TASK TO CARRY OUT: Go through the entries, filter for the word "SlaveStatus", and copy every line that has it.

━━━━━━━━━━━━━━━━━━━━

//! Restore: unpack a backup and replay it into an instance.

pub mod logical;
pub mod physical;
pub mod safety;
pub mod unpack;

use crate::config::{split_list, BackupConfig, BackupType, EncryptOptConfig, EncryptTool};
use crate::index::{FileType, IndexContent};
use crate::packager::encrypt::{suffix_for, Encryptor};
use crate::utils::cmd::weekday_log_path;
use crate::utils::errors::{BackupError, Result};
use crate::utils::mysqlconn::server_version;
use async_trait::async_trait;
use chrono::Local;
use safety::{check_target_databases, drop_databases, InitConnectGuard};
use std::collections::BTreeSet;
use std::path::{Path, PathBuf};
use tracing::{info, warn};

#[async_trait]
pub trait Loader: Send {
    fn tool(&self) -> &'static str;

    /// Check the target against the backup before touching it.
    async fn init_config(&mut self, server_version: &str) -> Result<()>;

    async fn execute(&mut self) -> Result<()>;
}

/// An unpacked backup ready to be replayed.
#[derive(Debug, Clone)]
pub struct LoadContext {
    pub cfg: BackupConfig,
    pub index: IndexContent,
    /// `<work_dir>/<target>`
    pub data_dir: PathBuf,
    pub log_dir: PathBuf,
}

impl LoadContext {
    pub fn log_path(&self, tool: &str) -> PathBuf {
        weekday_log_path(&self.log_dir, tool, self.cfg.public.mysql_port, Local::now())
    }

    pub fn tool_dir(&self) -> Option<&Path> {
        self.cfg.public.tool_dir.as_deref()
    }
}

fn index_path_for(cfg: &BackupConfig) -> Result<PathBuf> {
    let path = match cfg.public.backup_type {
        BackupType::Logical => &cfg.logical_load.index_file_path,
        BackupType::Physical => &cfg.physical_load.index_file_path,
    };
    if path.as_os_str().is_empty() {
        return Err(BackupError::validation("index_file_path is required for a load"));
    }
    Ok(path.clone())
}

/// The decryptor matching the suffix the parts were written with.
fn decryptor_for(cfg: &BackupConfig, index: &IndexContent) -> Result<Option<Encryptor>> {
    if !index.encrypt_enable {
        return Ok(None);
    }
    let xb = suffix_for(EncryptTool::Xbcrypt);
    let tool = if index.archive_parts().iter().any(|p| p.file_name.ends_with(xb)) {
        EncryptTool::Xbcrypt
    } else {
        EncryptTool::Openssl
    };
    let opts = EncryptOptConfig {
        encrypt_enable: true,
        encrypt_tool: tool,
        passphrase: cfg.encrypt_opt.passphrase.clone(),
    };
    Encryptor::from_config(&opts, cfg.public.tool_dir.as_deref())
}

/// Databases a logical load writes to: the configured list, or every
/// database the backup holds objects for.
pub fn target_databases(cfg: &BackupConfig, index: &IndexContent) -> Vec<String> {
    let configured = split_list(&cfg.logical_load.databases);
    if !configured.is_empty() {
        return configured;
    }
    index
        .file_list
        .iter()
        .filter(|f| matches!(f.file_type, FileType::Schema | FileType::Data))
        .filter_map(|f| f.database.clone())
        .collect::<BTreeSet<_>>()
        .into_iter()
        .collect()
}

/// Restore the backup named by the load section's `index_file_path`.
pub async fn run_load(cfg: &BackupConfig) -> Result<()> {
    let index_path = index_path_for(cfg)?;
    let index = IndexContent::load(&index_path)?;
    if index.backup_type != cfg.public.backup_type {
        return Err(BackupError::validation(format!(
            "{} holds a {} backup, configured load is {}",
            index_path.display(),
            index.backup_type,
            cfg.public.backup_type
        )));
    }

    let targets = target_databases(cfg, &index);
    if index.backup_type == BackupType::Logical {
        check_target_databases(&targets)?;
    }

    let backup_dir = index_path
        .parent()
        .map(Path::to_path_buf)
        .unwrap_or_else(|| PathBuf::from("."));
    info!(backup_id = %index.backup_id, target = %index.target_name, "Starting load");

    let decryptor = decryptor_for(cfg, &index)?;
    let data_dir = unpack::unpack_backup(&index, &backup_dir, &backup_dir, decryptor.as_ref()).await?;
    let ctx = LoadContext {
        cfg: cfg.clone(),
        index,
        data_dir: data_dir.clone(),
        log_dir: cfg.log_dir(),
    };

    let result = match ctx.index.backup_type {
        BackupType::Logical => load_logical(ctx, &targets).await,
        BackupType::Physical => {
            let version = ctx.index.mysql_version.clone();
            let mut loader = physical::new_loader(ctx)?;
            loader.init_config(&version).await?;
            loader.execute().await
        }
    };

    if data_dir.exists() {
        if let Err(e) = tokio::fs::remove_dir_all(&data_dir).await {
            warn!(dir = %data_dir.display(), "Cannot remove unpacked backup: {}", e);
        }
    }
    result
}

async fn load_logical(ctx: LoadContext, targets: &[String]) -> Result<()> {
    let pool = ctx.cfg.conn_param().connect().await?;
    let version = server_version(&pool).await?;
    let drop_first = ctx.cfg.logical_load.drop_databases;

    let mut loader = logical::new_loader(ctx).await?;
    loader.init_config(&version).await?;

    let guard = InitConnectGuard::disable(&pool).await?;
    let result = async {
        if drop_first {
            drop_databases(&pool, targets).await?;
        }
        loader.execute().await
    }
    .await;
    let restored = guard.restore().await;
    pool.close().await;

    result?;
    restored
}

#[cfg(test)]
mod tests {
    use super::*;
    use crate::config::tests::sample_config;
    use crate::index::tests::sample_meta;
    use crate::index::TarFileItem;

    #[test]
    fn test_target_databases_from_manifest() {
        let mut cfg = sample_config();
        let mut index = IndexContent::new(&cfg, "tgt", "5.7.20", sample_meta()).unwrap();
        for name in ["db2.t1-schema.sql", "db1.t1.00000.sql", "db2-schema-create.sql", "metadata"] {
            index.add_file(TarFileItem::member(name, 10, "tgt_0.tar"));
        }
        assert_eq!(target_databases(&cfg, &index), vec!["db1", "db2"]);

        cfg.logical_load.databases = "only_me".to_string();
        assert_eq!(target_databases(&cfg, &index), vec!["only_me"]);
    }

    #[test]
    fn test_index_path_required() {
        let cfg = sample_config();
        assert!(matches!(index_path_for(&cfg), Err(BackupError::Validation(_))));
    }

    #[test]
    fn test_decryptor_follows_part_suffix() {
        let mut cfg = sample_config();
        cfg.encrypt_opt.passphrase = "pw".to_string();
        let mut index = IndexContent::new(&cfg, "tgt", "5.7.20", sample_meta()).unwrap();
        assert!(decryptor_for(&cfg, &index).unwrap().is_none());

        index.encrypt_enable = true;
        index.add_file(TarFileItem::standalone("tgt_0.tar.xb", 10));
        // xbcrypt is rarely installed on build hosts; only the suffix choice matters here
        match decryptor_for(&cfg, &index) {
            Ok(Some(enc)) => assert_eq!(enc.suffix(), ".xb"),
            Ok(None) => panic!("encrypted backup produced no decryptor"),
            Err(e) => assert!(matches!(e, BackupError::Validation(ref m) if m.contains("xbcrypt"))),
        }
    }
}
//! Parallel logical capture with mydumper.

use super::{extra_args, own_status, upstream_of, with_upstream, DumpContext, Dumper};
use crate::config::{split_list, BackupConfig, Scope};
use crate::index::metadata::parse_metadata_file;
use crate::index::{BackupMetaInfo, BinlogStatusInfo, ConsistentTime};
use crate::utils::cmd::{find_tool, ExternalCommand};
use crate::utils::errors::{BackupError, Result};
use crate::utils::mysqlconn::{version_number, SlaveStatus, SYSTEM_DATABASES};
use async_trait::async_trait;
use chrono::{DateTime, Local};
use std::path::PathBuf;
use tracing::info;

/// Written by mydumper into the output directory.
pub const METADATA_FILE: &str = "metadata";

/// Extra databases a full logical backup never captures.
const SKIPPED_DATABASES: &[&str] = &["test"];

pub struct LogicalDumper {
    ctx: DumpContext,
    program: PathBuf,
    scope: Scope,
    upstream: Option<SlaveStatus>,
    begin: Option<DateTime<Local>>,
    end: Option<DateTime<Local>>,
}

/// The `--regex` filter: a configured raw regex wins, otherwise system and
/// excluded databases are cut out and the database/table lists narrow the rest.
pub fn build_regex(cfg: &BackupConfig) -> String {
    let raw = cfg.logical_backup.regex.trim();
    if !raw.is_empty() {
        return raw.to_string();
    }

    let mut excluded: Vec<String> = SYSTEM_DATABASES
        .iter()
        .chain(SKIPPED_DATABASES)
        .map(|d| regex::escape(d))
        .collect();
    excluded.extend(
        split_list(&cfg.logical_backup.exclude_databases)
            .iter()
            .map(|d| regex::escape(d)),
    );

    let tables = split_list(&cfg.logical_backup.tables);
    let databases = split_list(&cfg.logical_backup.databases);
    let include = if !tables.is_empty() {
        let alts: Vec<String> = tables
            .iter()
            .map(|t| {
                let (db, table) = t.split_once('.').unwrap_or(("", t.as_str()));
                if db.is_empty() {
                    format!("[^.]+\\.{}", regex::escape(table))
                } else {
                    format!("{}\\.{}", regex::escape(db), regex::escape(table))
                }
            })
            .collect();
        format!("({})$", alts.join("|"))
    } else if !databases.is_empty() {
        let alts: Vec<String> = databases.iter().map(|d| regex::escape(d)).collect();
        format!("({})\\.", alts.join("|"))
    } else {
        String::new()
    };

    format!("^(?!({})\\.){}", excluded.join("|"), include)
}

/// mydumper arguments, credentials included.
pub fn mydumper_args(ctx: &DumpContext, scope: Scope) -> Vec<String> {
    let cfg = &ctx.cfg;
    let lb = &cfg.logical_backup;
    let mut args = vec![
        format!("--host={}", cfg.public.mysql_host),
        format!("--port={}", cfg.public.mysql_port),
        format!("--user={}", cfg.public.mysql_user),
        format!("--password={}", cfg.public.mysql_passwd),
        format!("--outputdir={}", ctx.capture_dir.display()),
        format!("--threads={}", lb.threads),
        format!("--chunk-filesize={}", lb.chunk_filesize),
        format!("--set-names={}", cfg.public.mysql_charset),
        format!("--regex={}", build_regex(cfg)),
        "--events".to_string(),
        "--routines".to_string(),
        "--triggers".to_string(),
        "--verbose=2".to_string(),
    ];
    if !scope.schema {
        args.push("--no-schemas".to_string());
    }
    if !scope.data {
        args.push("--no-data".to_string());
    }
    if !lb.disable_compress {
        args.push("--compress".to_string());
    }
    if lb.trx_consistency_only {
        args.push("--trx-consistency-only".to_string());
    }
    if lb.flush_retry_count > 0 {
        args.push(format!("--long-query-retries={}", lb.flush_retry_count));
    }
    args.extend(extra_args(&lb.extra_opt));
    args
}

impl LogicalDumper {
    pub fn new(ctx: DumpContext) -> Result<Self> {
        let program = find_tool("mydumper", None, ctx.tool_dir())?;
        let scope = ctx.cfg.scope()?;
        Ok(Self {
            ctx,
            program,
            scope,
            upstream: None,
            begin: None,
            end: None,
        })
    }

    /// Grants-only backups leave the capture directory empty.
    fn captures_objects(&self) -> bool {
        self.scope.data || self.scope.schema
    }
}

#[async_trait]
impl Dumper for LogicalDumper {
    fn tool(&self) -> &'static str {
        "mydumper"
    }

    async fn init_config(&mut self, server_version: &str) -> Result<()> {
        if self.ctx.cfg.logical_backup.trx_consistency_only && version_number(server_version) < 5_006_000 {
            return Err(BackupError::validation(format!(
                "trx_consistency_only needs MySQL 5.6 or later, server is {}",
                server_version
            )));
        }
        Ok(())
    }

    async fn execute(&mut self, enforce_deadline: bool) -> Result<()> {
        tokio::fs::create_dir_all(&self.ctx.capture_dir).await?;
        self.upstream = upstream_of(&self.ctx.cfg).await;
        self.begin = Some(Local::now());

        if self.captures_objects() {
            ExternalCommand::new(self.tool(), &self.program)
                .args(mydumper_args(&self.ctx, self.scope))
                .log_to(self.ctx.log_path(self.tool()))
                .deadline(self.ctx.deadline(enforce_deadline)?)
                .run()
                .await?;
        } else {
            info!("Grants-only backup, skipping mydumper");
        }

        self.end = Some(Local::now());
        Ok(())
    }

    async fn prepare_backup_meta_info(&self, cfg: &BackupConfig) -> Result<BackupMetaInfo> {
        let begin = self.begin.unwrap_or(self.ctx.started_at);
        let end = self.end.unwrap_or_else(Local::now);

        let path = self.ctx.capture_dir.join(METADATA_FILE);
        if !self.captures_objects() || !path.is_file() {
            if self.captures_objects() {
                return Err(BackupError::Metadata(format!("{} missing", path.display())));
            }
            return Ok(BackupMetaInfo {
                begin_time: begin,
                end_time: end,
                consistent_time: ConsistentTime::WallClockFallback(Local::now()),
                binlog_info: BinlogStatusInfo::default(),
            });
        }

        let md = parse_metadata_file(&path)?;
        let consistent = match md.begin_time {
            Some(t) => ConsistentTime::Recorded(t),
            None => ConsistentTime::WallClockFallback(Local::now()),
        };
        let slave = if cfg.public.mysql_role.is_replica() {
            md.slave.map(|s| with_upstream(s, self.upstream.as_ref()))
        } else {
            None
        };
        Ok(BackupMetaInfo {
            begin_time: md.begin_time.unwrap_or(begin),
            end_time: md.end_time.unwrap_or(end),
            consistent_time: consistent,
            binlog_info: BinlogStatusInfo {
                show_master_status: md.master.map(|m| own_status(cfg, m)),
                show_slave_status: slave,
            },
        })
    }
}

#[cfg(test)]
mod tests {
    use super::*;
    use crate::config::tests::sample_config;
    use tempfile::TempDir;

    fn dumper(cfg: &BackupConfig) -> LogicalDumper {
        let ctx = DumpContext::new(cfg, "host", Local::now());
        LogicalDumper {
            scope: cfg.scope().unwrap(),
            ctx,
            program: PathBuf::from("/usr/bin/mydumper"),
            upstream: None,
            begin: None,
            end: None,
        }
    }

    #[test]
    fn test_regex_from_database_list() {
        let cfg = sample_config();
        let re = build_regex(&cfg);
        assert!(re.starts_with("^(?!(mysql|sys|information_schema|performance_schema|infodba_schema|db_infobase|test"));
        assert!(re.ends_with("(db1|db2)\\."));
    }

    #[test]
    fn test_regex_tables_and_excludes() {
        let mut cfg = sample_config();
        cfg.logical_backup.tables = "db1.t1,orders".to_string();
        cfg.logical_backup.exclude_databases = "archive".to_string();
        let re = build_regex(&cfg);
        assert!(re.contains("|archive)\\.)"));
        assert!(re.ends_with("(db1\\.t1|[^.]+\\.orders)$"));

        cfg.logical_backup.regex = "^db9\\.".to_string();
        assert_eq!(build_regex(&cfg), "^db9\\.");
    }

    #[test]
    fn test_args_follow_scope() {
        let cfg = sample_config();
        let d = dumper(&cfg);
        let args = mydumper_args(&d.ctx, Scope::parse("schema").unwrap());
        assert!(args.contains(&"--no-data".to_string()));
        assert!(!args.contains(&"--no-schemas".to_string()));
        assert!(args.contains(&"--compress".to_string()));
        assert!(args.iter().any(|a| a == "--threads=8"));

        let args = mydumper_args(&d.ctx, Scope::parse("data").unwrap());
        assert!(args.contains(&"--no-schemas".to_string()));
    }

    #[tokio::test]
    async fn test_init_rejects_trx_consistency_on_old_server() {
        let mut cfg = sample_config();
        cfg.logical_backup.trx_consistency_only = true;
        let mut d = dumper(&cfg);
        assert!(d.init_config("5.5.60-log").await.is_err());
        assert!(d.init_config("5.7.20").await.is_ok());
    }

    #[tokio::test]
    async fn test_meta_from_metadata_file() -> anyhow::Result<()> {
        let dir = TempDir::new()?;
        let mut cfg = sample_config();
        cfg.public.backup_dir = dir.path().to_path_buf();
        let d = dumper(&cfg);
        std::fs::create_dir_all(&d.ctx.capture_dir)?;
        std::fs::write(
            d.ctx.capture_dir.join(METADATA_FILE),
            "Started dump at: 2024-03-01 02:00:00\n\
             [master]\nFile = binlog.000010\nPosition = 1234\nExecuted_Gtid_Set = \n\n\
             [replication]\nSOURCE_HOST = \"10.0.0.1\"\nSOURCE_PORT = 3306\n\
             SOURCE_LOG_FILE = \"binlog.000020\"\nSOURCE_LOG_POS = 5678\n\
             Finished dump at: 2024-03-01 02:10:00\n",
        )?;

        let meta = d.prepare_backup_meta_info(&cfg).await?;
        let master = meta.binlog_info.show_master_status.unwrap();
        assert_eq!(master.binlog_file, "binlog.000010");
        assert_eq!(master.master_host, "127.0.0.1");
        let slave = meta.binlog_info.show_slave_status.unwrap();
        assert_eq!(slave.binlog_pos, 5678);
        assert!(!meta.consistent_time.is_fallback());
        Ok(())
    }

    #[tokio::test]
    async fn test_missing_metadata_is_an_error() -> anyhow::Result<()> {
        let dir = TempDir::new()?;
        let mut cfg = sample_config();
        cfg.public.backup_dir = dir.path().to_path_buf();
        let d = dumper(&cfg);
        let err = d.prepare_backup_meta_info(&cfg).await.unwrap_err();
        assert!(matches!(err, BackupError::Metadata(_)));
        Ok(())
    }
}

━━━━━━━━━━━━━━━━━━━━

TASK OUTPUT:
use crate::utils::mysqlconn::{version_number, SlaveStatus, SYSTEM_DATABASES};
    upstream: Option<SlaveStatus>,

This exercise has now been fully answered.